**Exercise material:**
::::::::

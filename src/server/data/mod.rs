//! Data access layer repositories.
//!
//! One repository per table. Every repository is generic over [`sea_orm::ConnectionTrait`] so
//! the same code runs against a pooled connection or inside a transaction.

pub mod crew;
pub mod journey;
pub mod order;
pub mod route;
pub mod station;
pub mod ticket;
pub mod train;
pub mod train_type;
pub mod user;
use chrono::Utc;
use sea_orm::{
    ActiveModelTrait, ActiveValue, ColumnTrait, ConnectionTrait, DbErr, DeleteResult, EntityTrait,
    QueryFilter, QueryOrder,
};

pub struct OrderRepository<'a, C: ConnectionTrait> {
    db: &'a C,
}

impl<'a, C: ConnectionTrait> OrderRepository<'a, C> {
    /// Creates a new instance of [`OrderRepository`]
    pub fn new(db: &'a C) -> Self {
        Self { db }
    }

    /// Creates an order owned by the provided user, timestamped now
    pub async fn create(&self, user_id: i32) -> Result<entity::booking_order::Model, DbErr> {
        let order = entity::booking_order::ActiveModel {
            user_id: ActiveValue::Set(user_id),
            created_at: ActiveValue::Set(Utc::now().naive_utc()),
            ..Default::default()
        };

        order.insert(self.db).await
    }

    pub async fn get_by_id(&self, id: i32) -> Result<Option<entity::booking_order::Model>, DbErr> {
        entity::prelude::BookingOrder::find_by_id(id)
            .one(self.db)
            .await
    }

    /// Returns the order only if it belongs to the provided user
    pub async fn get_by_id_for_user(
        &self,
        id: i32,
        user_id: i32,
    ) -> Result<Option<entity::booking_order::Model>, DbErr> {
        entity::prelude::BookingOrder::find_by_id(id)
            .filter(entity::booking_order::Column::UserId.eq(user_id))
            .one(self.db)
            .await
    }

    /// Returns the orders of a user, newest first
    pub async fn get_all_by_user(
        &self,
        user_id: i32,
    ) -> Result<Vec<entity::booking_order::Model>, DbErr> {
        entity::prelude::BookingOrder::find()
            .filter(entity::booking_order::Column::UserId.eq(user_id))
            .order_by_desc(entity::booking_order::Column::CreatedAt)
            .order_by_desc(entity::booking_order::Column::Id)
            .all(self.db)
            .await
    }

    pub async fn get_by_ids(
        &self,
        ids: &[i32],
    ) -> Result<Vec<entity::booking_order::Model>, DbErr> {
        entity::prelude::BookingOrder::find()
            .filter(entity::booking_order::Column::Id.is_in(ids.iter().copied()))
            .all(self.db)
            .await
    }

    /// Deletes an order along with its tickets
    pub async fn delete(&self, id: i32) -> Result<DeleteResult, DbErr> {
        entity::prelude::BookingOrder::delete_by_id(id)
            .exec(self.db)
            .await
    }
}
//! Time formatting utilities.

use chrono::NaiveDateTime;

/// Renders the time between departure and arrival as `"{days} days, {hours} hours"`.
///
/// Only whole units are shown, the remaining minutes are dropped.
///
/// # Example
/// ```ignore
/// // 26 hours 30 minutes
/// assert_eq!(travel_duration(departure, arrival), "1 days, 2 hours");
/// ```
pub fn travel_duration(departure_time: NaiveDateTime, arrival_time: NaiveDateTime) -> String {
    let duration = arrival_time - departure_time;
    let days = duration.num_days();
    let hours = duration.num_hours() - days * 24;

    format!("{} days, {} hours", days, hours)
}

::::::::

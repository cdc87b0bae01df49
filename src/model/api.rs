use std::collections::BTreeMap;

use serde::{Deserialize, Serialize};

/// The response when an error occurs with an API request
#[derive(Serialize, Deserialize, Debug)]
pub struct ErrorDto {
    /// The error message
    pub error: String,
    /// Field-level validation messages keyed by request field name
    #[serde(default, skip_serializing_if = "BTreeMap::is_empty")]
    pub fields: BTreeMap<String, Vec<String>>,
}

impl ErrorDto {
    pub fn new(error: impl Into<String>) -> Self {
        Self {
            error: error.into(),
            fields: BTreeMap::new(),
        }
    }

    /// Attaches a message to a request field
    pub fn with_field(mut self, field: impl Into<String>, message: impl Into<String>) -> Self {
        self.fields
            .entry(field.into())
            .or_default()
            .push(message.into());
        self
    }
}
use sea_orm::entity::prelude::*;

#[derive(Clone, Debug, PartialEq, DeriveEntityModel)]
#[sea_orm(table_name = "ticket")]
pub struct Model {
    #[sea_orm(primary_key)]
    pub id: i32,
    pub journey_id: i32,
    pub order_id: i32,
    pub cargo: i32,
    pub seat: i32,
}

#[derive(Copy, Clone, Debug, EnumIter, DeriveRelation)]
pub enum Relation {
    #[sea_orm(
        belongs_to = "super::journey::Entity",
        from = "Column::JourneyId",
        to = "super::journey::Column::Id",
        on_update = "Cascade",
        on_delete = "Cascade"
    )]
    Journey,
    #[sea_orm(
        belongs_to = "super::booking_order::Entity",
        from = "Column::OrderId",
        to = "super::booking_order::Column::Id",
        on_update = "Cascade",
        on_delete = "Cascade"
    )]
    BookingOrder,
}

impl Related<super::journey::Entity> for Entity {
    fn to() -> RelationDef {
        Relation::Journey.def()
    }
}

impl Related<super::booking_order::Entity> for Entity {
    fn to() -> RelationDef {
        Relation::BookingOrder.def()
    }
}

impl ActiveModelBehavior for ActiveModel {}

::::::::

**Exercise:**
Pull every line containing the word "super" out of the listing.

**Solution for this exercise:**
        belongs_to = "super::journey::Entity",
        to = "super::journey::Column::Id",
        belongs_to = "super::booking_order::Entity",
        to = "super::booking_order::Column::Id",
impl Related<super::journey::Entity> for Entity {
impl Related<super::booking_order::Entity> for Entity {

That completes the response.